I decided to do three or four short posts today by way of a change. I did about 1,500 words last night, which now need editing, and I am looking for a change of pace.

It’s just after 7.00 and I have been watching a programme about canals. I like canals but I’m too rickety to start canal cruising now. I will have a short daydream tonight about how I should have started 30 years ago, then I will switch over to the lottery winner daydream.  If I win the lottery I can buy a luxury narrow boat and a crew to do all the work. Sounds like a workable system.

Julia is currently on some sort of technological miracle that allows various people to squawk at her, even though it’s several hours after the end of her working day. It’s going to be fun when she goes back to work if they all insist on ringing her in the evening too.

Time to start cooking now, but I’m not sure what to have.

We have some breaded chicken which I bought because I was fed up with high-quality healthy ingredients. It was cheap and, after eating the first half of the packet, it seems to be value for money. Didn’t cost much, tastes like eating a pan scourer.

There is also the remains of last week’s gammon joint, which has already provided two meals, and a large bag of ready cut stir-fry vegetables which have come with noodles and sauce as a special deal.

Then there are the ratatouille and baked potato options, the veggie curries and the stews…

So much food.

Decision time. Gammon wins, on the grounds that if I leave it too long it has the power to kill me. And it’s easy to throw some veg in the oven and walk away instead of fiddling about with loads of ingredients.

That’s 311 words, so it’s quite a long snapshot.

Photo is a Green Woodpecker from our farm days.

More from Yesterday

First stop of the day was in the garden with Julia.  A Robin was singing its heart out, Goldfinches were flitting round the treetops, two Cormorants flew over and a Green Woodpecker was yaffling in the trees. (Later, the woodpecker would visit the garden and perch on top of the large polytunnel.)

It was too cool for insects, but we had a window to mend and various other things to do. The glass for the window is going to cost £24. We’d spend that if we had a meal while we were out, but when it has to come from fund-raising, and when you consider it was broken by the worst burglar in the world, it is extremely irksome.

I did manage to get a dragonfly picture.

At the end of the day, when I returned from Men in Sheds with the pieces of 16 nest boxes, there were a few more insects about, including a massive bee and a strange fly. The quality of photography was not good and I didn’t get much worth showing. The newly painted door has a frame now, and the planters have become white. The blue stripes are lengths of fabric from discarded blinds (skip-diving again) – it’s probably not a long-term solution but it saves paint.

Have to get Julia to work now, will add ID notes later.

The dragonfly is a Common Darter.

The fly is some species of the sarcopaga family – flesh flies. You have to examine the genitalia closely to tell what exact species it is and, frankly, I don’t care enough to do that.

The bumblebee was massive. In pre-metric measurements it’s about the size of the end of my thumb. I could see it from 20 yards away. It’s probably a queen Buff-tailed Bumblebee.

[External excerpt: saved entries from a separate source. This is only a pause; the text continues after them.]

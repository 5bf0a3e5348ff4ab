//! Pixel comparator regression test
//!
//! Checks the comparator properties on synthetic pages: self-comparison,
//! swap symmetry, threshold monotonicity, the alpha distance, anti-aliasing
//! tolerance and the diff bitmap encoding.
//!
//! Run with:
//! ```
//! cargo test -p pagediff-compare --test pixelmatch_reg
//! ```

use pagediff_compare::{
    ComparisonOptions, PixelComparison, Rgb, compare_page_bitmaps, pixel_match,
};
use pagediff_io::{ImageFormat, encode_png, read_image_mem};
use pagediff_test::RegParams;
use pagediff_test::generators::{self, BLACK, WHITE};

const BLUE: [u8; 4] = [0, 0, 255, 255];
const GREEN: Rgb = Rgb::new(0, 255, 0);

#[test]
fn pixelmatch_self_reg() {
    let mut rp = RegParams::new("pixelmatch_self");
    let opts = ComparisonOptions::default();

    for seed in [1, 2, 3] {
        let page = generators::noise(40, 30, seed).unwrap();
        let result = compare_page_bitmaps(&page, &page, &opts).unwrap();
        rp.check(result.is_equal(), "page equals itself");

        // a deep copy takes the full path and must agree with the fast path
        let copy: pagediff_core::Bitmap = page.to_mut().into();
        let out = pixel_match(&page, &copy, &opts).unwrap();
        rp.compare_values(0.0, out.diff_pixels as f64, 0.0);
        rp.compare_values(0.0, out.anti_aliased_pixels as f64, 0.0);
    }

    assert!(rp.cleanup());
}

#[test]
fn pixelmatch_symmetry_reg() {
    let mut rp = RegParams::new("pixelmatch_symmetry");

    // counts are symmetric for arbitrary content
    let a = generators::noise(48, 32, 11).unwrap();
    let b = generators::noise(48, 32, 12).unwrap();
    let opts = ComparisonOptions::default();
    let ab = pixel_match(&a, &b, &opts).unwrap();
    let ba = pixel_match(&b, &a, &opts).unwrap();
    rp.compare_values(ab.diff_pixels as f64, ba.diff_pixels as f64, 0.0);
    rp.compare_values(
        ab.anti_aliased_pixels as f64,
        ba.anti_aliased_pixels as f64,
        0.0,
    );

    // swapping inputs and the two diff colors yields the same diff bitmap
    let base = generators::solid(32, 32, WHITE).unwrap();
    let changed = generators::with_block(&base, 4, 4, 6, 6, BLACK);
    let changed = generators::with_block(&changed, 20, 20, 5, 5, BLUE);
    let forward = ComparisonOptions::default().with_diff_colors(Rgb::RED, GREEN);
    let backward = ComparisonOptions::default().with_diff_colors(GREEN, Rgb::RED);

    let r1 = compare_page_bitmaps(&base, &changed, &forward).unwrap();
    let r2 = compare_page_bitmaps(&changed, &base, &backward).unwrap();
    rp.compare_values(r1.diff_pixels() as f64, r2.diff_pixels() as f64, 0.0);
    match (r1.diff(), r2.diff()) {
        (Some(d1), Some(d2)) => {
            rp.compare_bitmaps(d1, d2);
        }
        _ => {
            rp.check(false, "both directions produce a diff");
        }
    }

    assert!(rp.cleanup());
}

#[test]
fn pixelmatch_threshold_reg() {
    let mut rp = RegParams::new("pixelmatch_threshold");

    let a = generators::noise(40, 40, 5).unwrap();
    let b = generators::noise(40, 40, 6).unwrap();

    let mut previous = u64::MAX;
    for t in [0.0, 0.05, 0.1, 0.2, 0.4, 0.7, 1.0] {
        let opts = ComparisonOptions::default().with_threshold(t);
        let count = pixel_match(&a, &b, &opts).unwrap().diff_pixels;
        eprintln!("  threshold {t}: {count} differing pixels");
        rp.check(count <= previous, "count does not grow with threshold");
        previous = count;
    }
    // nothing can exceed the maximum distance
    rp.compare_values(0.0, previous as f64, 0.0);

    assert!(rp.cleanup());
}

#[test]
fn pixelmatch_alpha_reg() {
    let mut rp = RegParams::new("pixelmatch_alpha");

    // same RGB everywhere, one pixel fully transparent
    let opaque = generators::solid(3, 3, WHITE).unwrap();
    let hole = generators::with_block(&opaque, 1, 1, 1, 1, [255, 255, 255, 0]);

    for threshold in [0.1, 0.999] {
        let opts = ComparisonOptions::default().with_threshold(threshold);
        let result = compare_page_bitmaps(&opaque, &hole, &opts).unwrap();
        rp.compare_values(1.0, result.diff_pixels() as f64, 0.0);
    }

    // the alpha term reaches the maximum distance but never exceeds it
    let opts = ComparisonOptions::default().with_threshold(1.0);
    let result = compare_page_bitmaps(&opaque, &hole, &opts).unwrap();
    rp.check(result.is_equal(), "threshold 1 counts nothing");

    assert!(rp.cleanup());
}

#[test]
fn pixelmatch_antialias_reg() {
    let mut rp = RegParams::new("pixelmatch_antialias");

    let hard = generators::split_vertical(10, 10, 5, BLACK, WHITE).unwrap();
    let smooth = generators::antialiased_edge(10, 10, 5).unwrap();

    // Test 1: the gray column is tolerated by default
    let tolerant = ComparisonOptions::default();
    let out = pixel_match(&hard, &smooth, &tolerant).unwrap();
    rp.compare_values(0.0, out.diff_pixels as f64, 0.0);
    rp.compare_values(10.0, out.anti_aliased_pixels as f64, 0.0);
    rp.compare_strings(&out.diff.pixel(5, 3).unwrap(), &[255, 255, 0, 255]);
    rp.check(
        compare_page_bitmaps(&hard, &smooth, &tolerant)
            .unwrap()
            .is_equal(),
        "anti-aliasing alone is equal",
    );

    // Test 2: counted when anti-aliasing is included
    let strict = ComparisonOptions::default().with_anti_aliasing(true);
    let result = compare_page_bitmaps(&hard, &smooth, &strict).unwrap();
    rp.compare_values(10.0, result.diff_pixels() as f64, 0.0);

    // Test 3: anti-aliasing pixels are not drawn in mask mode
    let mask = ComparisonOptions::default().with_diff_mask(true);
    let out = pixel_match(&hard, &smooth, &mask).unwrap();
    rp.check(
        out.diff.data().iter().all(|&b| b == 0),
        "mask without real differences is empty",
    );

    assert!(rp.cleanup());
}

#[test]
fn pixelmatch_diffimage_reg() {
    let mut rp = RegParams::new("pixelmatch_diffimage");

    let base = generators::noise(24, 24, 9).unwrap();
    let changed = generators::with_block(&base, 8, 8, 4, 4, WHITE);

    let result = compare_page_bitmaps(&base, &changed, &ComparisonOptions::default()).unwrap();
    let PixelComparison::NotEqual { diff, diff_pixels } = result else {
        panic!("expected a difference");
    };
    rp.check(diff_pixels > 0 && diff_pixels <= 16, "only the block differs");
    rp.compare_values(24.0, diff.width() as f64, 0.0);

    // the diff survives a PNG round trip unchanged
    let png = encode_png(&diff).unwrap();
    let decoded = read_image_mem(&png).unwrap();
    rp.compare_bitmaps(&diff, &decoded);
    rp.write_bitmap_and_check(&diff, ImageFormat::Png).unwrap();

    assert!(rp.cleanup());
}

New pictures on Individual Pages

I’ve just put some new pictures up on the individual pages, if you want to see what people are up to. As you can see from the featured image, which shows us at lunch yesterday, life isn’t exactly hectic at the moment.

Julia fell over last night when we were tidying up and bruised her hip. I call it her hip, from a sense of delicacy. Wherever the bruise is sited, it is causing considerable discomfort when she sits, and a lesson in why it is bad to carry hard objects in your back pockets.

When I suggested that the blog needed a photograph of the bruise for documentary purposes she was most uncooperative.

I really think she doesn’t take my social media work seriously.

It’s been a reasonable day for birds, with a wren hiding somewhere round the compost bin and scolding me constantly as I was working with the poultry. I’ve also seen the brightest goldfinch I’ve ever seen, so I’m wondering if it has just completed its moult.

Apart from that the big event of the day has been the constant laughing call of a green woodpecker coming from the trees between us and the road. As usual in summer I can’t see it because of all the leaves, but I’ve been able to hear it for several hours. The call is supposed to be a sign of rain.

As the sky is grey and there is a damp feel to the air I’m sure the bird is right. I do hope so, because some of the vegetables are looking distinctly done in by the constant hot, dry weather.